Both databases are initialized, which loads the indices in the databases and makes them ready for execution. This can take about 5 minutes, so time for coffee!

In [0]:
duck = DuckDB()
monet = MonetDBLite()

The `Retriever` class does not have a constructor, so initializing it is a bit meaningless.

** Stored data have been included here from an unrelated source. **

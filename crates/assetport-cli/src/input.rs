//! Reading asset files from the command line

use std::path::{Path, PathBuf};

use assetport_api::ImportAsset;
use assetport_transform::{FieldMapping, assets_from_csv, assets_from_json};
use clap::{Args, ValueEnum};
use eyre::{WrapErr, eyre};
use serde_json::Value;

/// Format of an asset file
#[derive(Debug, Clone, Copy, PartialEq, Eq, ValueEnum)]
pub enum InputFormat {
    Csv,
    Json,
}

impl InputFormat {
    /// Guess the format from a file extension
    ///
    /// # Errors
    /// Returns error for an extension other than `.csv` or `.json`
    pub fn from_path(path: &Path) -> eyre::Result<Self> {
        let ext = path
            .extension()
            .and_then(|ext| ext.to_str())
            .map(str::to_ascii_lowercase);
        match ext.as_deref() {
            Some("csv") => Ok(Self::Csv),
            Some("json") => Ok(Self::Json),
            _ => Err(eyre!(
                "cannot tell the format of {}; pass --format csv or --format json",
                path.display()
            )),
        }
    }
}

/// Asset file and how to map its fields
#[derive(Args, Debug, Clone)]
pub struct InputArgs {
    /// CSV or JSON file holding asset records
    pub file: PathBuf,

    /// Input format (default: from the file extension)
    #[arg(long, value_enum)]
    pub format: Option<InputFormat>,

    /// Take a field from a differently named column
    #[arg(long = "map", value_name = "TARGET=SOURCE")]
    pub map: Vec<String>,

    /// JSON object of target field to source column
    #[arg(long, value_name = "FILE")]
    pub mapping_file: Option<PathBuf>,
}

impl InputArgs {
    /// Mapping from `--mapping-file` followed by every `--map` entry
    ///
    /// # Errors
    /// Returns error for an unreadable mapping file or a bad `--map` entry
    pub fn mapping(&self) -> eyre::Result<FieldMapping> {
        let mut mapping = match &self.mapping_file {
            Some(path) => {
                let raw = std::fs::read(path)
                    .wrap_err_with(|| format!("failed to read mapping {}", path.display()))?;
                let value: Value = serde_json::from_slice(&raw)
                    .wrap_err_with(|| format!("invalid mapping {}", path.display()))?;
                FieldMapping::from_json(&value)
            }
            None => FieldMapping::new(),
        };

        for (target, source) in FieldMapping::parse_args(&self.map)?.iter() {
            mapping = mapping.map(target, source);
        }
        Ok(mapping)
    }

    /// Read and validate every record in the file
    ///
    /// # Errors
    /// Returns error if the file cannot be read or any record is invalid
    pub fn read_assets(&self) -> eyre::Result<Vec<ImportAsset>> {
        let mapping = self.mapping()?;
        let format = match self.format {
            Some(format) => format,
            None => InputFormat::from_path(&self.file)?,
        };

        let assets = match format {
            InputFormat::Csv => assets_from_csv(&self.file, Some(&mapping))?,
            InputFormat::Json => {
                let raw = std::fs::read(&self.file)
                    .wrap_err_with(|| format!("failed to read {}", self.file.display()))?;
                assets_from_json(raw, Some(&mapping))?
            }
        };
        Ok(assets)
    }
}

I still prefer to put it in a class to hide the private methods.

In [0]:
retriever = Retriever()

In [9]:
!wget https://raw.githubusercontent.com/nnistelrooij/Information-Retrieval/master/data/test_queries.csv

--2019-12-09 15:52:59--  https://raw.githubusercontent.com/nnistelrooij/Information-Retrieval/master/data/test_queries.csv
Resolving raw.githubusercontent.com (raw.githubusercontent.com)... 151.101.0.133, 151.101.64.133, 151.101.128.133, ...
Connecting to raw.githubusercontent.com (raw.githubusercontent.com)|151.101.0.133|:443... connected.
HTTP request sent, awaiting response... 200 OK
Length: 9292 (9.1K) [text/plain]
Saving to: ‘test_queries.csv’


2019-12-09 15:52:59 (185 MB/s) - ‘test_queries.csv’ saved [9292/9292]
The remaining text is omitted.